Wanda Jablonski (23 August 1920, in Czechoslovakia – 28 January 1992, in New York City) was an American journalist who covered the global petroleum industry. She was called "the most influential oil journalist of her time" in Daniel Yergin's The Prize.
Early life and education
Jablonski was the daughter of Polish petroleum geologist Eugene Jablonski, and was immersed in the oil industry throughout her childhood. She moved to Petroleum Week journal in 1954 and cemented her reputation, speaking on equal terms with oil ministers and company chairmen. A rare woman in a man's world, she was known throughout the oil industry simply as "Wanda".

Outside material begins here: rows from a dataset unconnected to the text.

use async_trait::async_trait;
use classroom_core::entities::{
    Announcement, Course, CourseWork, StudentSubmission, SubmissionUpdate,
};
use classroom_core::ports::{AccessTokenSource, ClassroomApi};
use classroom_core::Error;
use tracing::instrument;

use super::client::ClassroomClient;
use super::pages::{AnnouncementList, CourseList, CourseWorkList, SubmissionList};

const COURSES: &str = "courses";
const COURSE_WORK: &str = "courseWork";
const SUBMISSIONS: &str = "studentSubmissions";
const ANNOUNCEMENTS: &str = "announcements";

#[async_trait]
impl<T> ClassroomApi for ClassroomClient<T>
where
    T: AccessTokenSource + ?Sized,
{
    #[instrument(skip(self))]
    async fn list_courses(&self) -> Result<Vec<Course>, Error> {
        self.list_all::<CourseList>(self.endpoint(&[COURSES]), &[])
            .await
    }

    #[instrument(skip(self))]
    async fn get_course(&self, course_id: &str) -> Result<Course, Error> {
        self.get_json(self.endpoint(&[COURSES, course_id]), &[])
            .await
    }

    #[instrument(skip(self))]
    async fn list_course_work(&self, course_id: &str) -> Result<Vec<CourseWork>, Error> {
        self.list_all::<CourseWorkList>(self.endpoint(&[COURSES, course_id, COURSE_WORK]), &[])
            .await
    }

    #[instrument(skip(self))]
    async fn get_course_work(
        &self,
        course_id: &str,
        course_work_id: &str,
    ) -> Result<CourseWork, Error> {
        self.get_json(
            self.endpoint(&[COURSES, course_id, COURSE_WORK, course_work_id]),
            &[],
        )
        .await
    }

    #[instrument(skip(self))]
    async fn list_submissions(
        &self,
        course_id: &str,
        course_work_id: &str,
    ) -> Result<Vec<StudentSubmission>, Error> {
        self.list_all::<SubmissionList>(
            self.endpoint(&[COURSES, course_id, COURSE_WORK, course_work_id, SUBMISSIONS]),
            &[],
        )
        .await
    }

    #[instrument(skip(self))]
    async fn get_submission(
        &self,
        course_id: &str,
        course_work_id: &str,
        submission_id: &str,
    ) -> Result<StudentSubmission, Error> {
        self.get_json(
            self.endpoint(&[
                COURSES,
                course_id,
                COURSE_WORK,
                course_work_id,
                SUBMISSIONS,
                submission_id,
            ]),
            &[],
        )
        .await
    }

    async fn get_my_submission(
        &self,
        course_id: &str,
        course_work_id: &str,
    ) -> Result<StudentSubmission, Error> {
        self.get_submission(course_id, course_work_id, "me").await
    }

    #[instrument(skip(self, update), fields(mask = %update.update_mask()))]
    async fn patch_submission(
        &self,
        course_id: &str,
        course_work_id: &str,
        submission_id: &str,
        update: &SubmissionUpdate,
    ) -> Result<StudentSubmission, Error> {
        if update.is_empty() {
            return Err(Error::Other("submission update has no fields".to_string()));
        }

        self.patch_json(
            self.endpoint(&[
                COURSES,
                course_id,
                COURSE_WORK,
                course_work_id,
                SUBMISSIONS,
                submission_id,
            ]),
            &[("updateMask", update.update_mask())],
            update,
        )
        .await
    }

    #[instrument(skip(self))]
    async fn list_announcements(&self, course_id: &str) -> Result<Vec<Announcement>, Error> {
        self.list_all::<AnnouncementList>(
            self.endpoint(&[COURSES, course_id, ANNOUNCEMENTS]),
            &[],
        )
        .await
    }

    #[instrument(skip(self))]
    async fn get_announcement(
        &self,
        course_id: &str,
        announcement_id: &str,
    ) -> Result<Announcement, Error> {
        self.get_json(
            self.endpoint(&[COURSES, course_id, ANNOUNCEMENTS, announcement_id]),
            &[],
        )
        .await
    }
}

#[cfg(test)]
mod tests {
    use super::*;
    use crate::classroom::RetryPolicy;
    use classroom_core::config::ApiSettings;
    use classroom_core::entities::Attachment;
    use classroom_core::ApiError;
    use std::sync::Arc;
    use std::time::Duration;
    use wiremock::matchers::{body_json, method, path, query_param};
    use wiremock::{Mock, MockServer, ResponseTemplate};

    struct StaticToken;

    #[async_trait]
    impl AccessTokenSource for StaticToken {
        async fn access_token(&self) -> Result<String, Error> {
            Ok("t".to_string())
        }
    }

    fn client(server: &MockServer) -> ClassroomClient<StaticToken> {
        let settings = ApiSettings {
            base_url: format!("{}/v1", server.uri()),
            ..ApiSettings::default()
        };
        ClassroomClient::new(&settings, Arc::new(StaticToken))
            .unwrap()
            .with_retry_policy(RetryPolicy {
                retries: 1,
                initial_backoff: Duration::from_millis(1),
                max_backoff: Duration::from_millis(1),
            })
    }

    #[tokio::test]
    async fn test_list_course_work() {
        let server = MockServer::start().await;
        Mock::given(method("GET"))
            .and(path("/v1/courses/c1/courseWork"))
            .and(query_param("pageSize", "100"))
            .respond_with(ResponseTemplate::new(200).set_body_json(serde_json::json!({
                "courseWork": [
                    {"id": "w1", "courseId": "c1", "title": "Lab 1", "state": "PUBLISHED",
                     "maxPoints": 20, "dueDate": {"year": 2024, "month": 9, "day": 1}},
                    {"id": "w2", "courseId": "c1", "title": "Lab 2", "state": "DRAFT"}
                ]
            })))
            .expect(1)
            .mount(&server)
            .await;

        let work = client(&server).list_course_work("c1").await.unwrap();

        assert_eq!(work.len(), 2);
        assert_eq!(work[0].title, "Lab 1");
        assert_eq!(work[0].max_points, Some(20.0));
        assert!(work[0].due_at().is_some());
    }

    #[tokio::test]
    async fn test_get_my_submission_path() {
        let server = MockServer::start().await;
        Mock::given(method("GET"))
            .and(path("/v1/courses/c1/courseWork/w1/studentSubmissions/me"))
            .respond_with(ResponseTemplate::new(200).set_body_json(serde_json::json!({
                "id": "s1", "courseId": "c1", "courseWorkId": "w1",
                "state": "RETURNED", "assignedGrade": 18
            })))
            .expect(1)
            .mount(&server)
            .await;

        let submission = client(&server).get_my_submission("c1", "w1").await.unwrap();

        assert_eq!(submission.id, "s1");
        assert_eq!(submission.assigned_grade, Some(18.0));
    }

    #[tokio::test]
    async fn test_get_missing_course() {
        let server = MockServer::start().await;
        Mock::given(method("GET"))
            .and(path("/v1/courses/nope"))
            .respond_with(ResponseTemplate::new(404))
            .mount(&server)
            .await;

        let err = client(&server).get_course("nope").await.unwrap_err();
        assert!(matches!(err, Error::Api(ApiError::NotFound(_))));
    }

    #[tokio::test]
    async fn test_patch_sends_only_changed_fields() {
        let server = MockServer::start().await;
        let update =
            SubmissionUpdate::with_attachments(vec![Attachment::link("https://example.com/a", None)]);

        Mock::given(method("PATCH"))
            .and(path("/v1/courses/c1/courseWork/w1/studentSubmissions/s1"))
            .and(query_param("updateMask", "assignmentSubmission"))
            .and(body_json(serde_json::json!({
                "assignmentSubmission": {"attachments": [{"link": {"url": "https://example.com/a"}}]}
            })))
            .respond_with(ResponseTemplate::new(200).set_body_json(serde_json::json!({
                "id": "s1", "courseId": "c1", "courseWorkId": "w1", "state": "CREATED"
            })))
            .expect(1)
            .mount(&server)
            .await;

        let patched = client(&server)
            .patch_submission("c1", "w1", "s1", &update)
            .await
            .unwrap();

        assert_eq!(patched.state.as_deref(), Some("CREATED"));
    }

    #[tokio::test]
    async fn test_empty_patch_is_rejected_locally() {
        let server = MockServer::start().await;
        let err = client(&server)
            .patch_submission("c1", "w1", "s1", &SubmissionUpdate::default())
            .await
            .unwrap_err();
        assert!(matches!(err, Error::Other(_)));
    }

    #[tokio::test]
    async fn test_list_announcements() {
        let server = MockServer::start().await;
        Mock::given(method("GET"))
            .and(path("/v1/courses/c1/announcements"))
            .respond_with(ResponseTemplate::new(200).set_body_json(serde_json::json!({
                "announcements": [
                    {"id": "a1", "courseId": "c1", "text": "Exam moved",
                     "creationTime": "2024-03-01T10:00:00.123Z"}
                ]
            })))
            .mount(&server)
            .await;

        let announcements = client(&server).list_announcements("c1").await.unwrap();

        assert_eq!(announcements.len(), 1);
        assert_eq!(announcements[0].text, "Exam moved");
        assert!(announcements[0].creation_time.is_some());
    }
}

She is credited with arranging the 1959 Cairo meeting where Abdullah Tariki, Juan Pablo Pérez Alfonso, and other oil ministers of Middle East signed the "Gentleman's Agreement," or Mehdi Pact (Maadi Pact - after the yacht club in Maadi) a precursor of Organization of the Petroleum Exporting Countries (OPEC), the international organization whose mission is to coordinate the policies of the oil-producing countries. In 1960, Jablonski reported to oil company executives that there was a marked hostility toward the West and a growing outcry against "absentee landlordism" in the Middle East. "From offices in London, New York, and Pittsburgh, top executives of oil companies were controlling destinies of Middle East oil-producing states."